*** Opening of RECORDS FOR THE EXERCISE ***

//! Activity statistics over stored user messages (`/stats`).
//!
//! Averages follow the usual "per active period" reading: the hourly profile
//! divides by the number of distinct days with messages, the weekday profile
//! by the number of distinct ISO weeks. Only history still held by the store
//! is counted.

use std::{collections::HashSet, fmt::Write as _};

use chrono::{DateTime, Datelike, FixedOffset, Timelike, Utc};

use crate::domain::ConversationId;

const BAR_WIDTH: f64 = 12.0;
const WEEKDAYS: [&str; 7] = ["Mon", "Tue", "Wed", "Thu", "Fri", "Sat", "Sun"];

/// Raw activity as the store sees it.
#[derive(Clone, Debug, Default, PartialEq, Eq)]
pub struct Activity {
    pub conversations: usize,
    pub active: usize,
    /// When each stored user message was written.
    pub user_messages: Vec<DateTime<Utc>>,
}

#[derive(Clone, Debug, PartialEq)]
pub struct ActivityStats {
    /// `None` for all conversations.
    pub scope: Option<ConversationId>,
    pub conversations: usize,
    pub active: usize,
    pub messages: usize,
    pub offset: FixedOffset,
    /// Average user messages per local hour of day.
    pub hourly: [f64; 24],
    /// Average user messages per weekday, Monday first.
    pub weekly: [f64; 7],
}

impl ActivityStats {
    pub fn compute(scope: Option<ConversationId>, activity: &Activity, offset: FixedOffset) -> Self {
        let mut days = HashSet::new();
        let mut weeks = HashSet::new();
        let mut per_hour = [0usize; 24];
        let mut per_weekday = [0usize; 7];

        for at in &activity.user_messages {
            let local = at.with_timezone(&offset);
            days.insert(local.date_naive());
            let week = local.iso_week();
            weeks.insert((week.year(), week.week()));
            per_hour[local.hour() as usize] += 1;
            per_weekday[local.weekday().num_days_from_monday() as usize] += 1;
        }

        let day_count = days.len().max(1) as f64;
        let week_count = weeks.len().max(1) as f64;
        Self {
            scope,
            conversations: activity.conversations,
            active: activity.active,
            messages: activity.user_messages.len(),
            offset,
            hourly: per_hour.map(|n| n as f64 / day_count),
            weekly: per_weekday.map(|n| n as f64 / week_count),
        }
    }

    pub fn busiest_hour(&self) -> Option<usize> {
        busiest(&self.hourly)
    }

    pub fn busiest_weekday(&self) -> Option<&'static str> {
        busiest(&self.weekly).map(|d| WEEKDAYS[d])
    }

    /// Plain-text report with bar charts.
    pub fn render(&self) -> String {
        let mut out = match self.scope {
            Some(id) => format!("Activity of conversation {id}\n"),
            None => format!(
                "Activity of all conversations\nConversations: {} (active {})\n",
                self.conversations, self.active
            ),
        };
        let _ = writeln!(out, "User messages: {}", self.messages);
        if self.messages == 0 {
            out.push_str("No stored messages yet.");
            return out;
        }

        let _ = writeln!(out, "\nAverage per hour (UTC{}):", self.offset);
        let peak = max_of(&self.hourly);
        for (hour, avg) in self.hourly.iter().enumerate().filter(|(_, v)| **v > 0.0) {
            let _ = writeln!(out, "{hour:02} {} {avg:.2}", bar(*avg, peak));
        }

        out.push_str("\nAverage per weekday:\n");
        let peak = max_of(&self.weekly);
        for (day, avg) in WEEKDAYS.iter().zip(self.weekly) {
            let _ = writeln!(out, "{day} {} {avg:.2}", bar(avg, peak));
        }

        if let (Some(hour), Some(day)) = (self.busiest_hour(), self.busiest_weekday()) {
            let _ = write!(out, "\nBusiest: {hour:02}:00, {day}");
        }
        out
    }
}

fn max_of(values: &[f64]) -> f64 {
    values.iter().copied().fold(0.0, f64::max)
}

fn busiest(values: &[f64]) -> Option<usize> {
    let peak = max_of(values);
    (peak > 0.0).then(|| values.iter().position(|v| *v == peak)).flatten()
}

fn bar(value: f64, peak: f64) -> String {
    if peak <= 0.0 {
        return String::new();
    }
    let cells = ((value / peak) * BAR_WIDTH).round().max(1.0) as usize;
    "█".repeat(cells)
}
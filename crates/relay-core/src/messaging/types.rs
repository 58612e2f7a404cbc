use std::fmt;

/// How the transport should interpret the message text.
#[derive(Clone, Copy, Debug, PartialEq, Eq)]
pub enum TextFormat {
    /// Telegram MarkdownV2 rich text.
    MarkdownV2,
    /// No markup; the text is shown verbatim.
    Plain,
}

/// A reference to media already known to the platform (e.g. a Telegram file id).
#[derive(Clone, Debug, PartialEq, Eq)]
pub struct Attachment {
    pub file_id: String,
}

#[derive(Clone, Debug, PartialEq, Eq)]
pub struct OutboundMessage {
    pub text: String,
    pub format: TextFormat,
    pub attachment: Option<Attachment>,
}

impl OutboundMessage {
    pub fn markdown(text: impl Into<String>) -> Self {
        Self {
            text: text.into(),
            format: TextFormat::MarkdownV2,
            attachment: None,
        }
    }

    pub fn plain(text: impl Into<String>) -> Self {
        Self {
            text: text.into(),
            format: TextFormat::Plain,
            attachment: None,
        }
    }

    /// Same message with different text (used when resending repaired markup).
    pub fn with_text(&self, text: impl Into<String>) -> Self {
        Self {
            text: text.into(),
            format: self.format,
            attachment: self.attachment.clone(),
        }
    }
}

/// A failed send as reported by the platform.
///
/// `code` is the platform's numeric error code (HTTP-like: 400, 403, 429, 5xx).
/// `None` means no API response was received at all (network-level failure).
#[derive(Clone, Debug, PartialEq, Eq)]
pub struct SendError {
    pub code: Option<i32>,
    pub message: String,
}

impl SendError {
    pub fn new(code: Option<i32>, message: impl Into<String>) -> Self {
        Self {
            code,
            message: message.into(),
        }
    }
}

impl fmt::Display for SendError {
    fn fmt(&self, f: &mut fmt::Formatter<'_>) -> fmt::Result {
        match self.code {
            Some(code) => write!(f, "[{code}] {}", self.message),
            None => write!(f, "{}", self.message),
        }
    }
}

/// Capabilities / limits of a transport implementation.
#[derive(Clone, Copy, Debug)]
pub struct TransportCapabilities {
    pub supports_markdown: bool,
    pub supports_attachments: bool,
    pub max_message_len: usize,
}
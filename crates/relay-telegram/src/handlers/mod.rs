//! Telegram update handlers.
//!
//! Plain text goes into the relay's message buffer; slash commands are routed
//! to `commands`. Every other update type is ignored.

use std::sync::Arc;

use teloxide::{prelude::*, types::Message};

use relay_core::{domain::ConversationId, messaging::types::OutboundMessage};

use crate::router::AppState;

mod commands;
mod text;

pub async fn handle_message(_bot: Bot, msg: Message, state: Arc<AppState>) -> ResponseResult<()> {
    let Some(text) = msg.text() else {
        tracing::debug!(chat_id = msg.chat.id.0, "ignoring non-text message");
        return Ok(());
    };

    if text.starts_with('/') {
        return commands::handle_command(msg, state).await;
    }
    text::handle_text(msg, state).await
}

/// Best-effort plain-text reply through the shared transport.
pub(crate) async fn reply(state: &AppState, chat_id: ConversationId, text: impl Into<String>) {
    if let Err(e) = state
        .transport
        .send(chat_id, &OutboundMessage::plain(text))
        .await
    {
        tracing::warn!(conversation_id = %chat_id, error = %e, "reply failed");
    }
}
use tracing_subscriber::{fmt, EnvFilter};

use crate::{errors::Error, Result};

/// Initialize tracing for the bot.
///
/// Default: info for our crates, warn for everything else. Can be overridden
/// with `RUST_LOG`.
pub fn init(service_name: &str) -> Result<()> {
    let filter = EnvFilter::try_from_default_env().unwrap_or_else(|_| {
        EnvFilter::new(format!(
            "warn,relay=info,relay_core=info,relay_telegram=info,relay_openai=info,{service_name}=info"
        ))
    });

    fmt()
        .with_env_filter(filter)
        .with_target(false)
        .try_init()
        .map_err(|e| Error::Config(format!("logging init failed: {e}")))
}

*** Close of RECORDS FOR THE EXERCISE ***

* WORK REQUIRED *
From the data above, state how many lines contain the string "domain", offering no other words.

* RESULT *
2